■ **TRY IT**
If a line below contains the string "tracing", return that line.

******

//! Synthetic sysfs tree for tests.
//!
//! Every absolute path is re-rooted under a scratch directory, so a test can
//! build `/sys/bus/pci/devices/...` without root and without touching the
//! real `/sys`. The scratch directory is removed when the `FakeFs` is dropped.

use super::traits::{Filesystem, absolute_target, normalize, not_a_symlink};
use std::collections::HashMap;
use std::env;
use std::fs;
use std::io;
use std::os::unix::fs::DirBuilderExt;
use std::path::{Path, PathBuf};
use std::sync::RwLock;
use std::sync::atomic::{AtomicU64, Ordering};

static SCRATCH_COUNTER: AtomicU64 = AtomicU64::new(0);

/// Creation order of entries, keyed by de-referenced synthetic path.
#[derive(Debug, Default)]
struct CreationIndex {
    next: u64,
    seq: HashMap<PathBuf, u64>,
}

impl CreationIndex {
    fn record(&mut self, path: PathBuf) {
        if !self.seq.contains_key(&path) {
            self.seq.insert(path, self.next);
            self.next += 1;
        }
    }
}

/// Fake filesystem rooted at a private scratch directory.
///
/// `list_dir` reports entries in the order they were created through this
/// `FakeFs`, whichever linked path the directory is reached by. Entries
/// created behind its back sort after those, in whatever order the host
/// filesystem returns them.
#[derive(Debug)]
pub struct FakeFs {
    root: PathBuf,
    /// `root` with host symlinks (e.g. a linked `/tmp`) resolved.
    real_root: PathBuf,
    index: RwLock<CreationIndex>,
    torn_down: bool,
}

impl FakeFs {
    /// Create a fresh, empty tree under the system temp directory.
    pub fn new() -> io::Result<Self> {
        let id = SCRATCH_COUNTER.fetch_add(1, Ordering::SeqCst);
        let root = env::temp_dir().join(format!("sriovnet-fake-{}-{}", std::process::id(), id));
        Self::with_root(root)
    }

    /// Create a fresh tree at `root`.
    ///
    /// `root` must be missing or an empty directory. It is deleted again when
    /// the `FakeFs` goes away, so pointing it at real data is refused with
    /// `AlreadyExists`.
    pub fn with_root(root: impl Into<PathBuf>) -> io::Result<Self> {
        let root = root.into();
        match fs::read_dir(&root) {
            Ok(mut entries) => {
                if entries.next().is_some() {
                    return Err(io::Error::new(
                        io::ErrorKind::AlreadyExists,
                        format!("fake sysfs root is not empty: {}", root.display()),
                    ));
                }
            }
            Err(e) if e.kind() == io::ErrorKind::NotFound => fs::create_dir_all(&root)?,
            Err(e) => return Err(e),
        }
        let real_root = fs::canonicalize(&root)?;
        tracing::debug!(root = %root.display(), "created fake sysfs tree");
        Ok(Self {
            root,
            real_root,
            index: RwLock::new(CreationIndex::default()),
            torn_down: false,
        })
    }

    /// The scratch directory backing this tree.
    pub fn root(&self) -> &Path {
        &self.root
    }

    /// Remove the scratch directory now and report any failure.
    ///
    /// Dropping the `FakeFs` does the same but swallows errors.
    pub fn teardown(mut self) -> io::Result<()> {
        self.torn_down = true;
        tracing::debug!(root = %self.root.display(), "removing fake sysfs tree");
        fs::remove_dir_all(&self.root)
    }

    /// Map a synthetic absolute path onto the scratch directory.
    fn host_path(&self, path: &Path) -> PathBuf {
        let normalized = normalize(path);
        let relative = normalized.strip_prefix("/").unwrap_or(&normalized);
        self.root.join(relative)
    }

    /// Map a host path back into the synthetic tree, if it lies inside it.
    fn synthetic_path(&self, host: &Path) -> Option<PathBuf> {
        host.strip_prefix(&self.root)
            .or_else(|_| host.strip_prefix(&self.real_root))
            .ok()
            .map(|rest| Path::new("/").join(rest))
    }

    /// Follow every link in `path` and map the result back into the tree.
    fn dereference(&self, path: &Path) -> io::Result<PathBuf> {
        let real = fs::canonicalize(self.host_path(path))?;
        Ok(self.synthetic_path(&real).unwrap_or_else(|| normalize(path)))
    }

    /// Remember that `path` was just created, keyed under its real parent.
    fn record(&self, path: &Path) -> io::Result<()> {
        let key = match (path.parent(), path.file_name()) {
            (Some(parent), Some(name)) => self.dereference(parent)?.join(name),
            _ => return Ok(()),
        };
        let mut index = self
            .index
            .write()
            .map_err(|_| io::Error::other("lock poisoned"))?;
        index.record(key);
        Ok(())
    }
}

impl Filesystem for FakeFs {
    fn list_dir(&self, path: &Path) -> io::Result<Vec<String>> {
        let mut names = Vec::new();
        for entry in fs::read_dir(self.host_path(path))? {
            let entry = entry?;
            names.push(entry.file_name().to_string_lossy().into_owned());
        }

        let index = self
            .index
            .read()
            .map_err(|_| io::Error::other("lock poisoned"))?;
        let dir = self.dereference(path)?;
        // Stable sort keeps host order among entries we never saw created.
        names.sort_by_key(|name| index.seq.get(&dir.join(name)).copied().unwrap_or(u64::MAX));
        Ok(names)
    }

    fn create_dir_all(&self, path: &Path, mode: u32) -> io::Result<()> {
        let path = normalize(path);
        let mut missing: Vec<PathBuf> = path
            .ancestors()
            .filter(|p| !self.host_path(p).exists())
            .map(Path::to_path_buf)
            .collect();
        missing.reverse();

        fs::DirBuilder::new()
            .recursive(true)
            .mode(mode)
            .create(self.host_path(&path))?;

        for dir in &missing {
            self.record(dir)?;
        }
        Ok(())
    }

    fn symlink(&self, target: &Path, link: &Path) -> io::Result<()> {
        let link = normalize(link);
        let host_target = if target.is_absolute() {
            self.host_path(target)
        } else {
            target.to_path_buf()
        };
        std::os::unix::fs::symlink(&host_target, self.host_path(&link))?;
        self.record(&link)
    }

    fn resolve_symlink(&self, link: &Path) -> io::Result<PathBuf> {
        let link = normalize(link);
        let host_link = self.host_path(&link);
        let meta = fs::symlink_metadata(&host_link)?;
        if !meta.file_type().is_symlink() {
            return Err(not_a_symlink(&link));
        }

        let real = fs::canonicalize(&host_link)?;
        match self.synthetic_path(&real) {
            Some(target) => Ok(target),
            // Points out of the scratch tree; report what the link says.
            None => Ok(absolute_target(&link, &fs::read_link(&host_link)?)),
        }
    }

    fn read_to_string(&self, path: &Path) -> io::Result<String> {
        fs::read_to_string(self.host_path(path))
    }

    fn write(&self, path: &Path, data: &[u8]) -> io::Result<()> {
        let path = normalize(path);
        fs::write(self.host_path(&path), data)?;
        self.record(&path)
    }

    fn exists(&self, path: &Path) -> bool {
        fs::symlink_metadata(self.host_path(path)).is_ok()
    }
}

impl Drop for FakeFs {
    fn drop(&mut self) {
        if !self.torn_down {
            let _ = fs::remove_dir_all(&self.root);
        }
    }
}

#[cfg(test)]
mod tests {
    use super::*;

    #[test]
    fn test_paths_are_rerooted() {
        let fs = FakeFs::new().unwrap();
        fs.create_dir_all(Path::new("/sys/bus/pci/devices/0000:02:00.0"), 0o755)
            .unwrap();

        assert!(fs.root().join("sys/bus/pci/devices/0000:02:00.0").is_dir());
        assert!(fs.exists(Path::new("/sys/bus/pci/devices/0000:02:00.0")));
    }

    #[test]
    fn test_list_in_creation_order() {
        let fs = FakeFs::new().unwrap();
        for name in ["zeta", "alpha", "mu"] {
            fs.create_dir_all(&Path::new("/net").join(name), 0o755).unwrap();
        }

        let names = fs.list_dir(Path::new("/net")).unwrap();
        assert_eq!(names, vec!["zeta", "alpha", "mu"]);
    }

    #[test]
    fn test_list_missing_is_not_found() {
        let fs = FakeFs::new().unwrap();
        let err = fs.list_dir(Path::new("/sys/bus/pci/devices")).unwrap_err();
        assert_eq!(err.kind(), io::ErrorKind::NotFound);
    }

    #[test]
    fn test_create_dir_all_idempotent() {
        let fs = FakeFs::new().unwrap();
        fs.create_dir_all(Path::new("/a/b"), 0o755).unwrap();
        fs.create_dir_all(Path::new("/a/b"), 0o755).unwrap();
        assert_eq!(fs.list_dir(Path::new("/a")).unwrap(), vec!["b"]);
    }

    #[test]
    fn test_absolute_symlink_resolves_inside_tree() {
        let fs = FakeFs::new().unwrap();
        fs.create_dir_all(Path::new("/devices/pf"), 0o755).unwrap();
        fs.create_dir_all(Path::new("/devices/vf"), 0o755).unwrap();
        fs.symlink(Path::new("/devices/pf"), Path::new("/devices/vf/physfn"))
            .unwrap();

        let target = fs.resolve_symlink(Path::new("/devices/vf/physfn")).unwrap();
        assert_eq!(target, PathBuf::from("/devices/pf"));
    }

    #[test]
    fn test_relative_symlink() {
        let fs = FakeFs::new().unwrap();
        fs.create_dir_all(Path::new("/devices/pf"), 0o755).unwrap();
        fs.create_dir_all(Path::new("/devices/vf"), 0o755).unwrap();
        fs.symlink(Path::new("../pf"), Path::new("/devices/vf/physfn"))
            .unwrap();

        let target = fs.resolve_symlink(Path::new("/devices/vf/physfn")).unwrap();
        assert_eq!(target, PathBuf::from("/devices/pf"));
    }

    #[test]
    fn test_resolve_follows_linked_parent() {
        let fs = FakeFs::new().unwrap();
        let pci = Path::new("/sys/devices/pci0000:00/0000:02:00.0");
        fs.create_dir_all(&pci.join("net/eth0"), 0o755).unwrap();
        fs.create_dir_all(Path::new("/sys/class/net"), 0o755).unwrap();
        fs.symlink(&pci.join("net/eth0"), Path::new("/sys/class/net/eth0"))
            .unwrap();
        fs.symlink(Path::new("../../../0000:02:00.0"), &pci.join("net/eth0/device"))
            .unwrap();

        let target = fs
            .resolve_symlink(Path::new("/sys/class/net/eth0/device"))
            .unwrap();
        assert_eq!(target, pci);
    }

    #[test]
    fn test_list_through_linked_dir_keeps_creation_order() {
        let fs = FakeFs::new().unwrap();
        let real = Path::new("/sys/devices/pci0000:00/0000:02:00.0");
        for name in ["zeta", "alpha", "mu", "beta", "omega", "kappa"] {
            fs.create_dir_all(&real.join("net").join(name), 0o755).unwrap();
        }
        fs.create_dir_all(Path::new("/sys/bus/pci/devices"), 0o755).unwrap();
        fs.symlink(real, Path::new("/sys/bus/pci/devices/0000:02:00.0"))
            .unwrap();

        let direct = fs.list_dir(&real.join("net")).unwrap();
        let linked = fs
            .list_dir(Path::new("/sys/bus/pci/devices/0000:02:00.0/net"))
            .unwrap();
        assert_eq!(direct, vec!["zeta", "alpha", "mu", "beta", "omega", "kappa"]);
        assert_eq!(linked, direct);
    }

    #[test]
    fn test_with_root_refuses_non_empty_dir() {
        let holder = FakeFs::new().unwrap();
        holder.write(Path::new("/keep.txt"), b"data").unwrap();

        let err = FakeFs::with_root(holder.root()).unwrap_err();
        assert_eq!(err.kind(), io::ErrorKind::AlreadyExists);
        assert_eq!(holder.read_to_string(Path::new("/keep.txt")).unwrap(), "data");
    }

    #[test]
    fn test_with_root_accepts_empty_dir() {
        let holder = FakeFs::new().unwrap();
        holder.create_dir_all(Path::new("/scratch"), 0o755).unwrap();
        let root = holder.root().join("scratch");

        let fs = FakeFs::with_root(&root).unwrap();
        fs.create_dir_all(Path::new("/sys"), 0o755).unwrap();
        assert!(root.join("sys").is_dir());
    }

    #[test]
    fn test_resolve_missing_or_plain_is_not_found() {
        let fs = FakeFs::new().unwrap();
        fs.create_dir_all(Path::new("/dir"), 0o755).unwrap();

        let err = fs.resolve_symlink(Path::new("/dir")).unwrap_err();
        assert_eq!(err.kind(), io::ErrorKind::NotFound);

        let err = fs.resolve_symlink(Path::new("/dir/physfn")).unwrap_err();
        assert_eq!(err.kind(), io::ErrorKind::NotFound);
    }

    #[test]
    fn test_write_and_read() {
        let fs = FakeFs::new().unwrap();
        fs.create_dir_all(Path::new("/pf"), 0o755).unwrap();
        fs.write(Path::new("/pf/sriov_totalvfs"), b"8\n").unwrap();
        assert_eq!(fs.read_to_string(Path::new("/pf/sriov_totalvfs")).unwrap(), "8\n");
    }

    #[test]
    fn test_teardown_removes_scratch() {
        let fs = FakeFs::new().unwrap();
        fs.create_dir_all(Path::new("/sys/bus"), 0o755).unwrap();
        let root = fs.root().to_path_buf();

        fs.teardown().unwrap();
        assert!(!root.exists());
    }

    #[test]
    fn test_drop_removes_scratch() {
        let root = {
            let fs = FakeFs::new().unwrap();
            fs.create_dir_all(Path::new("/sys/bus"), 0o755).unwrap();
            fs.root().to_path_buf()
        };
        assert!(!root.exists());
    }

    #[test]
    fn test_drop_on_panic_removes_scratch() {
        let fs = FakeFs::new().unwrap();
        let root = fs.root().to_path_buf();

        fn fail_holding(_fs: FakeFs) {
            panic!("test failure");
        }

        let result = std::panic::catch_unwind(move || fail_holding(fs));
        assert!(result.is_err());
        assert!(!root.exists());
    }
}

******

■ **TASK SOLUTION**
        tracing::debug!(root = %root.display(), "created fake sysfs tree");
        tracing::debug!(root = %self.root.display(), "removing fake sysfs tree");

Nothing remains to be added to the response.